(Stored records)
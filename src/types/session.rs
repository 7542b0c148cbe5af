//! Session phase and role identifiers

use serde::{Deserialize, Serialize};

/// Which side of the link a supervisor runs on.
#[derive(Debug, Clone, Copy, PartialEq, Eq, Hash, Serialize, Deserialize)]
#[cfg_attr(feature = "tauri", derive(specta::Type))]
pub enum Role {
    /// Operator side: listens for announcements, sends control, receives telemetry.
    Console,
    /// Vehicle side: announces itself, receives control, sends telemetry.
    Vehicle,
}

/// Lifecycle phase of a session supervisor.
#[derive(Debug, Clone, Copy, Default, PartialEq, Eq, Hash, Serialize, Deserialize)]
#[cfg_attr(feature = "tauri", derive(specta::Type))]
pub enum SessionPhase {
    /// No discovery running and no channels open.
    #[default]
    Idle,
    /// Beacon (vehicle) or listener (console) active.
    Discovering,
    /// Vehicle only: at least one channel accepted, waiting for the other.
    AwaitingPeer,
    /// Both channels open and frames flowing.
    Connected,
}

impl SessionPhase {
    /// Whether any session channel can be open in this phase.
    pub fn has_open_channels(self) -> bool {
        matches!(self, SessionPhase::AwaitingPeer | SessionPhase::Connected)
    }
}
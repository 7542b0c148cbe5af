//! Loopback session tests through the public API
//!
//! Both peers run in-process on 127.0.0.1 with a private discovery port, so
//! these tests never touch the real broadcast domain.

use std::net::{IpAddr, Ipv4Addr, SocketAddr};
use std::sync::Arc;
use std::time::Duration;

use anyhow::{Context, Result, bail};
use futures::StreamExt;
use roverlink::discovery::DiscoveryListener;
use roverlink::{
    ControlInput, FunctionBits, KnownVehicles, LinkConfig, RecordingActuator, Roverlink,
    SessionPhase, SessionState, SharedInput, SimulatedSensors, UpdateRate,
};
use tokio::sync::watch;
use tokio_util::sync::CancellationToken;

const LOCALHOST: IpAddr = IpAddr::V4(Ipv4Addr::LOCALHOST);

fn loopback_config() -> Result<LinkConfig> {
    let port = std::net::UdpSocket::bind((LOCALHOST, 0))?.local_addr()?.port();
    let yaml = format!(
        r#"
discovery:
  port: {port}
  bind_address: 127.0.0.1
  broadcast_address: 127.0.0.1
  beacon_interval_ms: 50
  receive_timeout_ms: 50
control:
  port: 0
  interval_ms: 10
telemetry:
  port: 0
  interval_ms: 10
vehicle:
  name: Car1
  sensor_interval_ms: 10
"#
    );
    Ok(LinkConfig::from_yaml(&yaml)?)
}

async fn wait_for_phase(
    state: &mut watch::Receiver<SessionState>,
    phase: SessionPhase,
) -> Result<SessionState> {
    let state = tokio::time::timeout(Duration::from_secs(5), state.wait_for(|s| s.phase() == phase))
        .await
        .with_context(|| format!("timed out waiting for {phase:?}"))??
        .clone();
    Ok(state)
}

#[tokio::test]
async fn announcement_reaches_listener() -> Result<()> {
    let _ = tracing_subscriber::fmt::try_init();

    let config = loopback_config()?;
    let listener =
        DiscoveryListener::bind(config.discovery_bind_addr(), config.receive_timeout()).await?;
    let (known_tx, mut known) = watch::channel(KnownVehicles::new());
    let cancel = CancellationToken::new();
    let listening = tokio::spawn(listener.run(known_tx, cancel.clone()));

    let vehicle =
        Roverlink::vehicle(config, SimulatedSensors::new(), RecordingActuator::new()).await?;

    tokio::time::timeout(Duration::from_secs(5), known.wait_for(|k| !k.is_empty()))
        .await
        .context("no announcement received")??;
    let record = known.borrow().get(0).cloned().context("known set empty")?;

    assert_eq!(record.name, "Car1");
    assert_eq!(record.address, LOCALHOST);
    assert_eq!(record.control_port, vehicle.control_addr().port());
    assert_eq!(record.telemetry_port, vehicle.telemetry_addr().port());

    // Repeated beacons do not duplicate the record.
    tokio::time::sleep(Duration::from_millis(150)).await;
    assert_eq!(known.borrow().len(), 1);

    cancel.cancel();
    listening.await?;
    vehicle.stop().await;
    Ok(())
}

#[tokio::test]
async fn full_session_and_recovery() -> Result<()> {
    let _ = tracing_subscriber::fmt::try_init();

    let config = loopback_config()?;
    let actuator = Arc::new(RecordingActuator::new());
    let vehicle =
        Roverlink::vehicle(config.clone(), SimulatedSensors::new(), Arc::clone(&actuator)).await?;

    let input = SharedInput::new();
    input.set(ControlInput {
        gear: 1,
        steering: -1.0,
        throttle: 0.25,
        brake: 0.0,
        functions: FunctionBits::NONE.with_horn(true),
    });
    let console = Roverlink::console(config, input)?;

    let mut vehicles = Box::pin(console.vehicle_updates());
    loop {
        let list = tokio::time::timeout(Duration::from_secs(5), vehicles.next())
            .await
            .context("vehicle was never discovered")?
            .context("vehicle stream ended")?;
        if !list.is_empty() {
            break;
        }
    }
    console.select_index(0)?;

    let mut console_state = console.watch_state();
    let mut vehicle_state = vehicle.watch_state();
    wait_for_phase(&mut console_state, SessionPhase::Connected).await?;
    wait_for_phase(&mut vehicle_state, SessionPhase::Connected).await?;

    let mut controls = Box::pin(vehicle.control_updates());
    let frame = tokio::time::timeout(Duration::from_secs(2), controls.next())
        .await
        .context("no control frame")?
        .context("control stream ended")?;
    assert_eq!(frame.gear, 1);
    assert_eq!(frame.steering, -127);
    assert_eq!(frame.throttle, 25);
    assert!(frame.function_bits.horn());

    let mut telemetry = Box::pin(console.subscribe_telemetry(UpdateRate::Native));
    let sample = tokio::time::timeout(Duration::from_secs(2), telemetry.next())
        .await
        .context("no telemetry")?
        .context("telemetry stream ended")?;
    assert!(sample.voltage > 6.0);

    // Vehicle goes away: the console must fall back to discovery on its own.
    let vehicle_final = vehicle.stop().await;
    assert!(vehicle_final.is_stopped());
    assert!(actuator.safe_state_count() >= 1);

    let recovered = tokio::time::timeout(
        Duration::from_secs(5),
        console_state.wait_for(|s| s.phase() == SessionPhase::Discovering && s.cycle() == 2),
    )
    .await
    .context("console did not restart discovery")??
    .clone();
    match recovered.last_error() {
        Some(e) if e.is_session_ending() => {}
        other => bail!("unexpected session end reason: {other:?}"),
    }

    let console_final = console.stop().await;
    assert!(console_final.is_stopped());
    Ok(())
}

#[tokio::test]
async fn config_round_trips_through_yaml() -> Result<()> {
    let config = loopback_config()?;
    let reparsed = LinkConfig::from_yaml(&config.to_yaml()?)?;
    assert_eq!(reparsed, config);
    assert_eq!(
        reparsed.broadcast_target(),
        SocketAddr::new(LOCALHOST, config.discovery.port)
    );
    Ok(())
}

...

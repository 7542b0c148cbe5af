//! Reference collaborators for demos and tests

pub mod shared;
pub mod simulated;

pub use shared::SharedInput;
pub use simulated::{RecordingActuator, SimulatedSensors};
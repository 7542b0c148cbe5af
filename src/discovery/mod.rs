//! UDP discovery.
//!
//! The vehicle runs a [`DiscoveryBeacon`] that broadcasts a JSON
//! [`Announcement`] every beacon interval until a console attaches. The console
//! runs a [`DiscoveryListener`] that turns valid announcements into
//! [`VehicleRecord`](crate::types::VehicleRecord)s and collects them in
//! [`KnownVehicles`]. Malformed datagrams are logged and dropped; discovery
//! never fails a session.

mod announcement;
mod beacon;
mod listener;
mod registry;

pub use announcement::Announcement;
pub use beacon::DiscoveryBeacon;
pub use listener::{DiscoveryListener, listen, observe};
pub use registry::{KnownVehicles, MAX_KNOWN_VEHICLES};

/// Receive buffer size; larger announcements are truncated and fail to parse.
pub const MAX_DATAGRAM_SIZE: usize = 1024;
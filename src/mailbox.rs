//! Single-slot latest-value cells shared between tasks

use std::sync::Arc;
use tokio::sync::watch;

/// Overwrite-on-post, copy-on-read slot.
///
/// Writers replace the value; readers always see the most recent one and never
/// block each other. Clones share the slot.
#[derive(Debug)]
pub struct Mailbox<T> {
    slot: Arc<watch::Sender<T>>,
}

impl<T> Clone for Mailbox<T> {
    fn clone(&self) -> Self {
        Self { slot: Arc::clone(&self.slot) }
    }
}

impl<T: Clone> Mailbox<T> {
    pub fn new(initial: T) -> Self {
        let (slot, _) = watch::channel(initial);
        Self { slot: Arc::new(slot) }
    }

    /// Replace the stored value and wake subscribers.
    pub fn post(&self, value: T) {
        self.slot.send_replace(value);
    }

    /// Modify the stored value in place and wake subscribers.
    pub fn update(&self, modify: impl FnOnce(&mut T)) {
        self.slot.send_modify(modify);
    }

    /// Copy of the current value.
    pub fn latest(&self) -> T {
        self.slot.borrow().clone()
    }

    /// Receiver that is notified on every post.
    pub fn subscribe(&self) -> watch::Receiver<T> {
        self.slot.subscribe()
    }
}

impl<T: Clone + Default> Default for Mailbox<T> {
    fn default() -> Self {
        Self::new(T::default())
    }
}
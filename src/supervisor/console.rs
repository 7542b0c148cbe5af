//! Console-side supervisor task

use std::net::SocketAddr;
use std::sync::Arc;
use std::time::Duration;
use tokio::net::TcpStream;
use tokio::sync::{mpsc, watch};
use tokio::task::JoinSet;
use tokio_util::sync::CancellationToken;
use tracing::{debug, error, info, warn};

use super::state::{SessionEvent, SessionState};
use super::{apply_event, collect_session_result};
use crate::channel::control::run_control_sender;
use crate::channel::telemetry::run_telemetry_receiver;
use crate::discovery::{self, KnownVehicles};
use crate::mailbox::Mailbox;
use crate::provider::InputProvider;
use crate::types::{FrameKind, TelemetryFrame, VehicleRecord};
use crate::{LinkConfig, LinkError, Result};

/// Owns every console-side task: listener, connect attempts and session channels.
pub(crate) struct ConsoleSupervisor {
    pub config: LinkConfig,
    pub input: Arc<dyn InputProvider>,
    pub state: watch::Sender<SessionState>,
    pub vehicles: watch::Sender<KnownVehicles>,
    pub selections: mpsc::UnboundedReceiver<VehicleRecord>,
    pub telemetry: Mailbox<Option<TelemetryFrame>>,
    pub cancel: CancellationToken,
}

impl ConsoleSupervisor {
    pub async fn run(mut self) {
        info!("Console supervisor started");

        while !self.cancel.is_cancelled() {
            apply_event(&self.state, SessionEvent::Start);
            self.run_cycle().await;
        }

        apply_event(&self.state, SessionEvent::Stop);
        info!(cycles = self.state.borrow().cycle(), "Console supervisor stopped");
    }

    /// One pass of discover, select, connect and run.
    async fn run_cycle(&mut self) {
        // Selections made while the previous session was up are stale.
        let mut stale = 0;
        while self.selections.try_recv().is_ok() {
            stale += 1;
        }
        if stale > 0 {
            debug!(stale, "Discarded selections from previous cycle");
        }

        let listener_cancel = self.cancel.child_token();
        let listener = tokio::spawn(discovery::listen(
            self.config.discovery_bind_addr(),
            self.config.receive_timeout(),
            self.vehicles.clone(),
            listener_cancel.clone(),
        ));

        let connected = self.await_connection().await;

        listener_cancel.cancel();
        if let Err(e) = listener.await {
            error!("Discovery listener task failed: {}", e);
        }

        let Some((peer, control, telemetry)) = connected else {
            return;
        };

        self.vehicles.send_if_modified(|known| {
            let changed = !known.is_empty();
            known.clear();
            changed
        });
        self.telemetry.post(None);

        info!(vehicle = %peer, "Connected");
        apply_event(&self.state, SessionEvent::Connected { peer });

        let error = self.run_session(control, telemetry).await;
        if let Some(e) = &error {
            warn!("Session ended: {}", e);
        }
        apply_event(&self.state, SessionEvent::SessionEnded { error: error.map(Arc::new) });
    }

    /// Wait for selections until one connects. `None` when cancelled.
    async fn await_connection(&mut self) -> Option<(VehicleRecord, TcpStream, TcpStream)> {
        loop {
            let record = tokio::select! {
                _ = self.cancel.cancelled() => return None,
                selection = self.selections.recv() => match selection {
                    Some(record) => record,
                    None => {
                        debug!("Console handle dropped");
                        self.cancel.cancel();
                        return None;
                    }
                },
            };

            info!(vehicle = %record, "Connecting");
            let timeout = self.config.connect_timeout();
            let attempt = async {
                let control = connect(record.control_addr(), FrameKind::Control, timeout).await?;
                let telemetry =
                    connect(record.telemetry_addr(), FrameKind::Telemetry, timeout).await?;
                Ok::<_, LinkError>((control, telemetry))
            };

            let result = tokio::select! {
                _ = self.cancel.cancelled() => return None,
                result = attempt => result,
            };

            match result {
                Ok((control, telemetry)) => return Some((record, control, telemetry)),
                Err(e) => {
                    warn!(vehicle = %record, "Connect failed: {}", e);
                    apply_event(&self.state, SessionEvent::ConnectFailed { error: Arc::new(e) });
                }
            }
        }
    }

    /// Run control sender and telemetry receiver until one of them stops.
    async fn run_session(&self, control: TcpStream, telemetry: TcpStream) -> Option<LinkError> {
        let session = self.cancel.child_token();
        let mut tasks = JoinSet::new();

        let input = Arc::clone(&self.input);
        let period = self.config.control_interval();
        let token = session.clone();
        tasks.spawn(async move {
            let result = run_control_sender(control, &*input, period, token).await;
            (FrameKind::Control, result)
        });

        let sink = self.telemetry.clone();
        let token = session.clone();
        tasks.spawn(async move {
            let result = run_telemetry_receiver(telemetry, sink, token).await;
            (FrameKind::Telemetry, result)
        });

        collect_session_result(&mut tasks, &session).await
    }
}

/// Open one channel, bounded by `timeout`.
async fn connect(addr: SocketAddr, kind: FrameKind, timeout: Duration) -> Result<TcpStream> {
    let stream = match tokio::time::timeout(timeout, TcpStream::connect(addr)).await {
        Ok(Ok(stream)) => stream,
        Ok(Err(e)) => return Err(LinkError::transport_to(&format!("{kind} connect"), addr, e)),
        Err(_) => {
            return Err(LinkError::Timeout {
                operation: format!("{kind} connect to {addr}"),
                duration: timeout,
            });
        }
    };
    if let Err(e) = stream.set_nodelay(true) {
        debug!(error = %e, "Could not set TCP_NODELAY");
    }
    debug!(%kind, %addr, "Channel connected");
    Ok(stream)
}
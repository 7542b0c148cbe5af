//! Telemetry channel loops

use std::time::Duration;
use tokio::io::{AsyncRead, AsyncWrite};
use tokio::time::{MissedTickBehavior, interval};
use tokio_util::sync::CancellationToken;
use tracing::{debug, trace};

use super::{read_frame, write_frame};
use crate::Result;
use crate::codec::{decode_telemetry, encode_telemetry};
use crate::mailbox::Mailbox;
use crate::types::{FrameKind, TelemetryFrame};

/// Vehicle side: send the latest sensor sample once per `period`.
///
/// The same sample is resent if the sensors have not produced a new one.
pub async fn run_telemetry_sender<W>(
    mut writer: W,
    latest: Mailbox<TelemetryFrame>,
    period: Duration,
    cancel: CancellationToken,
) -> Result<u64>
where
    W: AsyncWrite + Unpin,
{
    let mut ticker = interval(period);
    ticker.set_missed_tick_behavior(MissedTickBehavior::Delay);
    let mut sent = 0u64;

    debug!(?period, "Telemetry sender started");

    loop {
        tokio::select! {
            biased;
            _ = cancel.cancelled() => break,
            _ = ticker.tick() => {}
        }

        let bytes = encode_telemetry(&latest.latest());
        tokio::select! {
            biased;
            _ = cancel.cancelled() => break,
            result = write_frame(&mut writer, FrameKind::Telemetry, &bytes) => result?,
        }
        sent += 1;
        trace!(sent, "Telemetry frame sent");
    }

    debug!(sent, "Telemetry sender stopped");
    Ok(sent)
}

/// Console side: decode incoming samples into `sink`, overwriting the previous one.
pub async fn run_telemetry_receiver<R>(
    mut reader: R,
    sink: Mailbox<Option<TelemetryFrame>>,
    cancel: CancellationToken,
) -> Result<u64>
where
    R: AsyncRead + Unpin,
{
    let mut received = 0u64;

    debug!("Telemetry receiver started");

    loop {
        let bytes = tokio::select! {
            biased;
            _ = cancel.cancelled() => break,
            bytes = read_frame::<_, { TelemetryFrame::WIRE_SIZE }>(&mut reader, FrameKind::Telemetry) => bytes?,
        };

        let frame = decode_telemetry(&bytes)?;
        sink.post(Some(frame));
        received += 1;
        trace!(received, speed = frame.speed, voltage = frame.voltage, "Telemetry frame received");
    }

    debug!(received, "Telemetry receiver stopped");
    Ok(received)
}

Required work: Search each line of the entries for the string "initial", then say how many lines have it. Reply with the number only.

Answer for this exercise: 2